The data
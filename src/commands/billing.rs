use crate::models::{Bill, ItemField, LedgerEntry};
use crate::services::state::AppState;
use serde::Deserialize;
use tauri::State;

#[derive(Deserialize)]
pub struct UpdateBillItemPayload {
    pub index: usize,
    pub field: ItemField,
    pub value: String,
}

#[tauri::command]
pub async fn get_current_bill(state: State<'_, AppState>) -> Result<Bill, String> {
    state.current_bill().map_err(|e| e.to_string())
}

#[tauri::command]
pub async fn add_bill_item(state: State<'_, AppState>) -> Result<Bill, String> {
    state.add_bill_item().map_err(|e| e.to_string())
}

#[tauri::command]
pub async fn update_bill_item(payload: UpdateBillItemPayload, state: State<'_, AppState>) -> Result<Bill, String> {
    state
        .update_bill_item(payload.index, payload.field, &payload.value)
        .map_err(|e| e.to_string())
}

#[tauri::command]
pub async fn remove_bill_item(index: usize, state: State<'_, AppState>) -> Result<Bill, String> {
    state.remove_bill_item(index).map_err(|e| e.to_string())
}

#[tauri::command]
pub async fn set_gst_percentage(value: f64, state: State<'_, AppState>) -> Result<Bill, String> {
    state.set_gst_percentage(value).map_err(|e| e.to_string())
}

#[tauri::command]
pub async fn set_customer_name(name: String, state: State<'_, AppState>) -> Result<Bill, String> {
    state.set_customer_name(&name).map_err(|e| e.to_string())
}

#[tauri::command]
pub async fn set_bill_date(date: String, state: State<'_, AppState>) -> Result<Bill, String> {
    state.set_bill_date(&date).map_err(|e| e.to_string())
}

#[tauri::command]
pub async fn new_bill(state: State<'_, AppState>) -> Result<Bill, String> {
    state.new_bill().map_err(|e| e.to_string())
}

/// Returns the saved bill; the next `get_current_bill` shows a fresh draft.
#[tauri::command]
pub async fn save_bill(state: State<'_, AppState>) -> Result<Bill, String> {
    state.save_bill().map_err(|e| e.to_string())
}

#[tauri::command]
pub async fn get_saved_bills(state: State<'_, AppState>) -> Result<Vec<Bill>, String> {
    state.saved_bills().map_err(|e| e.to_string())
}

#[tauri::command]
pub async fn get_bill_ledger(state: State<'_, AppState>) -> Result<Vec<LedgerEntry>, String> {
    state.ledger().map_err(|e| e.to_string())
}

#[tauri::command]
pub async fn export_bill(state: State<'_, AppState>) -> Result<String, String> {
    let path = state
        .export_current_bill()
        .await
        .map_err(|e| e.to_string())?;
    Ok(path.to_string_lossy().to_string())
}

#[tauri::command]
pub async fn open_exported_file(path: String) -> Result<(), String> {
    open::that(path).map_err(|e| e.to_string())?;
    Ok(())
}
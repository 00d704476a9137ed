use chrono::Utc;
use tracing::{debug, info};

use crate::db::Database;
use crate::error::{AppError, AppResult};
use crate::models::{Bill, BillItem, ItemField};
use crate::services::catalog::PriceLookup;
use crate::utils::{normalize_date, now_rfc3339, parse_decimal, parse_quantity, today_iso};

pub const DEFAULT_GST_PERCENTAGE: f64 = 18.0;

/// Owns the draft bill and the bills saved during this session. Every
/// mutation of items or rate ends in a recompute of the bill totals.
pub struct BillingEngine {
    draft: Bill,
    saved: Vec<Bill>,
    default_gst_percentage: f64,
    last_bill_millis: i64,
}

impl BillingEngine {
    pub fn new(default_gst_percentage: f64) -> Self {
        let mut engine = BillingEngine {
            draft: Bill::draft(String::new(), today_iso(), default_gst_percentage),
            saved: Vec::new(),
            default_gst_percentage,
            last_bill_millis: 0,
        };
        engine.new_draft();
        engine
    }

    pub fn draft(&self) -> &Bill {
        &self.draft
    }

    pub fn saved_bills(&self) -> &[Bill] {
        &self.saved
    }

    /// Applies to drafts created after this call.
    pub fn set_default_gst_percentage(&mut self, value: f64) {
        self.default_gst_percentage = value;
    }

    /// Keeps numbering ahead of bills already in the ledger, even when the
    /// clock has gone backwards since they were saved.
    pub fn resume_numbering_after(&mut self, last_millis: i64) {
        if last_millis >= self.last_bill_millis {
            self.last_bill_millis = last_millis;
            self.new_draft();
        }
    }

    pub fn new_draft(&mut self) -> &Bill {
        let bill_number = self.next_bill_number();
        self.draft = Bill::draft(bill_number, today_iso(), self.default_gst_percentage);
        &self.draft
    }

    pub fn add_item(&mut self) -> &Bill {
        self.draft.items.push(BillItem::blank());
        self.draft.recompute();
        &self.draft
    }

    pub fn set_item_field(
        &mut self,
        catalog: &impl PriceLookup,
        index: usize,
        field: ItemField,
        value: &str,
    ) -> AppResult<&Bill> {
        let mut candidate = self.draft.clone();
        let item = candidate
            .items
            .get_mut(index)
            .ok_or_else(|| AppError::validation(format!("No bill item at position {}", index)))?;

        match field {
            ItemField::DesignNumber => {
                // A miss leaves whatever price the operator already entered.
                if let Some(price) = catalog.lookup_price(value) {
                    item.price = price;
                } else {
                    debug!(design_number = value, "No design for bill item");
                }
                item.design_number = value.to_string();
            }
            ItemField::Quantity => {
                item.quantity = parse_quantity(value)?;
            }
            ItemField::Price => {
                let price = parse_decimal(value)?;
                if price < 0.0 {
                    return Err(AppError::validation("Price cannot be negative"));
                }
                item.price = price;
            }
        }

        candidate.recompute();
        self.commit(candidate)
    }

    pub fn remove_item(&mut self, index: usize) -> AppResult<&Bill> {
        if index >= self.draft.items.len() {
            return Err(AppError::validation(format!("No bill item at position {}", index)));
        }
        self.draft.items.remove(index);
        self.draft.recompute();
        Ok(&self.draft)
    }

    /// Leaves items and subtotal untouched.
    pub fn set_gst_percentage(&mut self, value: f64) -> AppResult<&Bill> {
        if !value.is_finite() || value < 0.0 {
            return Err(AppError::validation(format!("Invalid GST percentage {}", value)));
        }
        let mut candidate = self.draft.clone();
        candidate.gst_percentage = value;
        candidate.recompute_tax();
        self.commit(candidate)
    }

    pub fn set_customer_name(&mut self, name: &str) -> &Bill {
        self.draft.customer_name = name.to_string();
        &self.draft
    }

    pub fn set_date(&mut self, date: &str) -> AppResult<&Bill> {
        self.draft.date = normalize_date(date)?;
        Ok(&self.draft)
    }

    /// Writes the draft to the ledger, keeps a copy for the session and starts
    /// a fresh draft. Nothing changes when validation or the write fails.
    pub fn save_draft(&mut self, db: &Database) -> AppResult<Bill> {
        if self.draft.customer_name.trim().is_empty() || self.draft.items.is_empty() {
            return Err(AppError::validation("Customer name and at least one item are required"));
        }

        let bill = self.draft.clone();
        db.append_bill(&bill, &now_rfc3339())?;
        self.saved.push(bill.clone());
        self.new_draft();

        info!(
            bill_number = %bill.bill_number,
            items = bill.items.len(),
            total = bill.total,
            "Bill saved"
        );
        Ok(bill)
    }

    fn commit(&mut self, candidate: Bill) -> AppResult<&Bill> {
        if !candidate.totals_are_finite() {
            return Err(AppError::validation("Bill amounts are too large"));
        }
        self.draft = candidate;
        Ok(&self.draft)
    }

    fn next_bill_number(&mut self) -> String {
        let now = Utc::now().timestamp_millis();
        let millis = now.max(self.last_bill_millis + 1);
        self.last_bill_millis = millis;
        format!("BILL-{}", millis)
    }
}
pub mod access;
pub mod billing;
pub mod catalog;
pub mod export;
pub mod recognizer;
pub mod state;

Exercise requirements
Given the records above, restate word for word only the lines starting at the one with "state.save_bill().map_err(|e| e.to_string())" and ending at the one with "pub async fn export_bill(state: State<'_, AppState>)".

Solution for this task
    state.save_bill().map_err(|e| e.to_string())
}

#[tauri::command]
pub async fn get_saved_bills(state: State<'_, AppState>) -> Result<Vec<Bill>, String> {
    state.saved_bills().map_err(|e| e.to_string())
}

#[tauri::command]
pub async fn get_bill_ledger(state: State<'_, AppState>) -> Result<Vec<LedgerEntry>, String> {
    state.ledger().map_err(|e| e.to_string())
}

#[tauri::command]
pub async fn export_bill(state: State<'_, AppState>) -> Result<String, String> {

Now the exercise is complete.